=== RECORDS PROVIDED ===
*****

//! Run configuration
//!
//! A `RunConfig` is resolved once at startup (see `cli::commands`) and then
//! passed by reference into every component. Nothing reads the environment
//! after this point.

use crate::core::error::WorkflowError;
use std::fmt;
use std::path::{Path, PathBuf};
use std::time::Duration;

/// Default number of attempts per stage
pub const DEFAULT_MAX_ATTEMPTS: usize = 3;

/// Default spacing between two status polls
pub const DEFAULT_POLL_INTERVAL: Duration = Duration::from_secs(30);

/// Mobile platform the uploaded artifact targets
#[derive(Debug, Clone, Copy, PartialEq, Eq, Default)]
pub enum Platform {
    Ios,
    #[default]
    Android,
}

impl Platform {
    /// Map the CI platform type onto an upload platform
    ///
    /// Only native iOS projects report `ObjectiveCSwift`; everything else
    /// produces an Android build.
    pub fn from_platform_type(platform_type: Option<&str>) -> Self {
        match platform_type {
            Some("ObjectiveCSwift") => Platform::Ios,
            _ => Platform::Android,
        }
    }
}

impl fmt::Display for Platform {
    fn fmt(&self, f: &mut fmt::Formatter<'_>) -> fmt::Result {
        match self {
            Platform::Ios => f.write_str("ios"),
            Platform::Android => f.write_str("android"),
        }
    }
}

/// Account credentials
#[derive(Clone)]
pub struct Credentials {
    pub username: String,
    pub password: String,
}

impl fmt::Debug for Credentials {
    fn fmt(&self, f: &mut fmt::Formatter<'_>) -> fmt::Result {
        f.debug_struct("Credentials")
            .field("username", &self.username)
            .field("password", &"<redacted>")
            .finish()
    }
}

/// Immutable configuration for a single pipeline run
#[derive(Debug, Clone)]
pub struct RunConfig {
    /// App artifact to upload
    pub app_path: PathBuf,

    pub credentials: Credentials,

    /// Test plan to trigger
    pub plan_id: String,

    /// Project that is reconfigured to reference the uploaded artifact
    pub project_id: String,

    pub platform: Platform,

    /// Wall-clock budget for the whole run
    pub timeout: Duration,

    /// Attempts allowed per stage (shared by every stage)
    pub max_attempts: usize,

    /// Highest acceptable failure rate, 0 disables the check
    pub max_failure_percentage: i64,

    /// Spacing between two status polls
    pub poll_interval: Duration,

    /// CI env file that receives the result counters
    pub output_file: Option<PathBuf>,
}

impl RunConfig {
    /// Create a configuration with default retry, threshold and polling settings
    pub fn new(
        app_path: impl Into<PathBuf>,
        credentials: Credentials,
        plan_id: impl Into<String>,
        project_id: impl Into<String>,
        timeout: Duration,
    ) -> Self {
        Self {
            app_path: app_path.into(),
            credentials,
            plan_id: plan_id.into(),
            project_id: project_id.into(),
            platform: Platform::default(),
            timeout,
            max_attempts: DEFAULT_MAX_ATTEMPTS,
            max_failure_percentage: 0,
            poll_interval: DEFAULT_POLL_INTERVAL,
            output_file: None,
        }
    }

    pub fn with_platform(mut self, platform: Platform) -> Self {
        self.platform = platform;
        self
    }

    pub fn with_max_attempts(mut self, max_attempts: usize) -> Self {
        self.max_attempts = max_attempts;
        self
    }

    pub fn with_max_failure_percentage(mut self, percentage: i64) -> Self {
        self.max_failure_percentage = percentage;
        self
    }

    pub fn with_poll_interval(mut self, interval: Duration) -> Self {
        self.poll_interval = interval;
        self
    }

    pub fn with_output_file(mut self, path: impl Into<PathBuf>) -> Self {
        self.output_file = Some(path.into());
        self
    }

    /// File name of the artifact, as shown to the remote project
    pub fn app_file_name(&self) -> String {
        self.app_path
            .file_name()
            .map(|name| name.to_string_lossy().into_owned())
            .unwrap_or_else(|| self.app_path.to_string_lossy().into_owned())
    }

    /// Validate the configuration
    pub fn validate(&self) -> Result<(), WorkflowError> {
        require_non_empty("username", &self.credentials.username)?;
        require_non_empty("password", &self.credentials.password)?;
        require_non_empty("plan id", &self.plan_id)?;
        require_non_empty("project id", &self.project_id)?;

        if !is_file(&self.app_path) {
            return Err(WorkflowError::Config(format!(
                "app artifact '{}' does not exist or is not a file",
                self.app_path.display()
            )));
        }
        if self.timeout.is_zero() {
            return Err(WorkflowError::Config(
                "timeout must be at least one minute".to_string(),
            ));
        }
        if self.max_attempts == 0 {
            return Err(WorkflowError::Config(
                "max retry count must be at least 1".to_string(),
            ));
        }
        if !(0..=100).contains(&self.max_failure_percentage) {
            return Err(WorkflowError::Config(format!(
                "max fail percentage must be between 0 and 100, got {}",
                self.max_failure_percentage
            )));
        }
        if self.poll_interval.is_zero() {
            return Err(WorkflowError::Config(
                "poll interval must be greater than zero".to_string(),
            ));
        }

        Ok(())
    }
}

fn require_non_empty(name: &str, value: &str) -> Result<(), WorkflowError> {
    if value.trim().is_empty() {
        return Err(WorkflowError::Config(format!("missing {}", name)));
    }
    Ok(())
}

fn is_file(path: &Path) -> bool {
    std::fs::metadata(path).map(|m| m.is_file()).unwrap_or(false)
}
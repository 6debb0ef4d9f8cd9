//! CLI output formatting

use crate::{
    core::{RunContext, Stage},
    execution::{Verdict, WorkflowEvent},
};
use console::Emoji;
use std::time::Duration;

// Re-export style
pub use console::style;

// Emojis for output
pub static CHECK: Emoji<'_, '_> = Emoji("✅ ", "✓ ");
pub static CROSS: Emoji<'_, '_> = Emoji("❌ ", "✗ ");
pub static SPINNER: Emoji<'_, '_> = Emoji("⏳ ", "~ ");
pub static INFO: Emoji<'_, '_> = Emoji("ℹ️  ", "i ");
pub static WARN: Emoji<'_, '_> = Emoji("⚠️  ", "!");
pub static ROCKET: Emoji<'_, '_> = Emoji("🚀 ", "> ");

/// Human-readable stage title
pub fn stage_title(stage: Stage) -> &'static str {
    match stage {
        Stage::Authenticate => "Logging in",
        Stage::FindProject => "Looking up project",
        Stage::Upload => "Uploading app",
        Stage::UpdateProject => "Updating project",
        Stage::WaitForIdle => "Waiting for previous runs",
        Stage::TriggerRun => "Starting plan",
        Stage::WaitForCompletion => "Checking the status of plan",
        Stage::FetchReport => "Fetching report",
        Stage::Evaluate => "Evaluating results",
    }
}

/// Format a verdict for display
pub fn format_verdict(verdict: &Verdict) -> String {
    match verdict {
        Verdict::Passed { failure_percentage } => format!(
            "{} (failure rate {:.2}%)",
            style("passed").green(),
            failure_percentage
        ),
        Verdict::PassedWithoutThreshold => format!(
            "{} (failure threshold not evaluated)",
            style("passed").green()
        ),
        Verdict::Failed { reason } => format!("{}: {}", style("failed").red(), reason),
    }
}

/// Format a workflow event for display
pub fn format_workflow_event(event: &WorkflowEvent) -> String {
    match event {
        WorkflowEvent::RunStarted { run_id, plan_id } => format!(
            "{} Running plan {} ({})",
            ROCKET,
            style(plan_id).bold(),
            style(&run_id.to_string()[..8]).dim()
        ),
        WorkflowEvent::StageStarted { stage } => {
            format!("{} {}...", SPINNER, style(stage_title(*stage)).cyan())
        }
        WorkflowEvent::StageCompleted {
            stage,
            attempts,
            detail,
        } => {
            let mut line = format!("{} {}", CHECK, style(stage_title(*stage)).green());
            if *attempts > 1 {
                line.push_str(&format!(" {}", style(format!("(attempt {})", attempts)).dim()));
            }
            if let Some(detail) = detail {
                line.push_str(&format!(": {}", detail));
            }
            line
        }
        WorkflowEvent::StageFailed { stage, error } => match stage {
            Some(stage) => format!(
                "{} {}: {}",
                CROSS,
                style(stage_title(*stage)).red(),
                style(error).dim()
            ),
            None => format!("{} {}", CROSS, style(error).red()),
        },
        WorkflowEvent::PlanStillRunning { polls, .. } => format!(
            "{} Plan is still running... {}",
            INFO,
            style(format!("(check {})", polls)).dim()
        ),
        WorkflowEvent::ReportFetched { summary } => format!(
            "{} Results: {} succeeded, {} failed, {} errored",
            INFO,
            style(summary.success).green(),
            style(summary.failure).red(),
            style(summary.error).yellow()
        ),
        WorkflowEvent::RunFinished { run_id, verdict } => format!(
            "{} Run ({}) {}",
            INFO,
            style(&run_id.to_string()[..8]).dim(),
            format_verdict(verdict)
        ),
    }
}

/// Format the per-stage breakdown of a run
pub fn format_stage_table(ctx: &RunContext) -> String {
    ctx.stages
        .iter()
        .map(|record| {
            let elapsed = record
                .completed_at
                .signed_duration_since(record.started_at)
                .to_std()
                .unwrap_or_default();
            format!(
                "  {:<22} {:>2} attempt(s) {:>10}",
                record.stage.as_str(),
                record.attempts,
                format_duration(elapsed)
            )
        })
        .collect::<Vec<_>>()
        .join("\n")
}

pub fn format_duration(duration: Duration) -> String {
    let secs = duration.as_secs();
    if secs < 60 {
        format!("{}s", secs)
    } else if secs < 3600 {
        format!("{}m {}s", secs / 60, secs % 60)
    } else {
        format!("{}h {}m {}s", secs / 3600, (secs % 3600) / 60, secs % 60)
    }
}
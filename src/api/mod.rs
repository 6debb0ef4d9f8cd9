//! Testinium REST API client

pub mod client;
pub mod http_client;
pub mod payload;
pub mod response;

use crate::core::{AccessToken, Credentials, Project, StageOutcome};
use async_trait::async_trait;
use std::path::Path;

pub use client::ApiClientConfig;
pub use http_client::TestiniumHttpClient;
pub use payload::ProjectUpdate;
pub use response::{ApiError, ReportResponse, RunResponse, TokenResponse, UploadResponse};

/// The remote operations the workflow needs - allows for different implementations
///
/// Every call reports a classified `StageOutcome` instead of an error so
/// the workflow can apply the same retry policy to all of them.
#[async_trait]
pub trait TestiniumApi: Send + Sync {
    /// Exchange the account credentials for an access token
    async fn authenticate(&self, credentials: &Credentials) -> StageOutcome<TokenResponse>;

    /// Load the project descriptor
    async fn find_project(&self, project_id: &str, token: &AccessToken) -> StageOutcome<Project>;

    /// Upload the app artifact
    async fn upload(&self, artifact: &Path, token: &AccessToken) -> StageOutcome<UploadResponse>;

    /// Attach an uploaded artifact to the project
    async fn update_project(
        &self,
        update: &ProjectUpdate,
        token: &AccessToken,
    ) -> StageOutcome<Project>;

    /// Start a run of the plan
    async fn trigger_run(&self, plan_id: &str, token: &AccessToken) -> StageOutcome<RunResponse>;

    /// Whether the plan currently has a run in progress
    async fn is_running(&self, plan_id: &str, token: &AccessToken) -> StageOutcome<bool>;

    /// Load the report of a finished execution
    async fn fetch_report(
        &self,
        execution_id: &str,
        token: &AccessToken,
    ) -> StageOutcome<ReportResponse>;
}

*****

=== WORK REQUEST ===
List, from the entries above, every line in which the word "ReportResponse" shows up.

=== RESPONSE AREA ===
pub use response::{ApiError, ReportResponse, RunResponse, TokenResponse, UploadResponse};
    ) -> StageOutcome<ReportResponse>;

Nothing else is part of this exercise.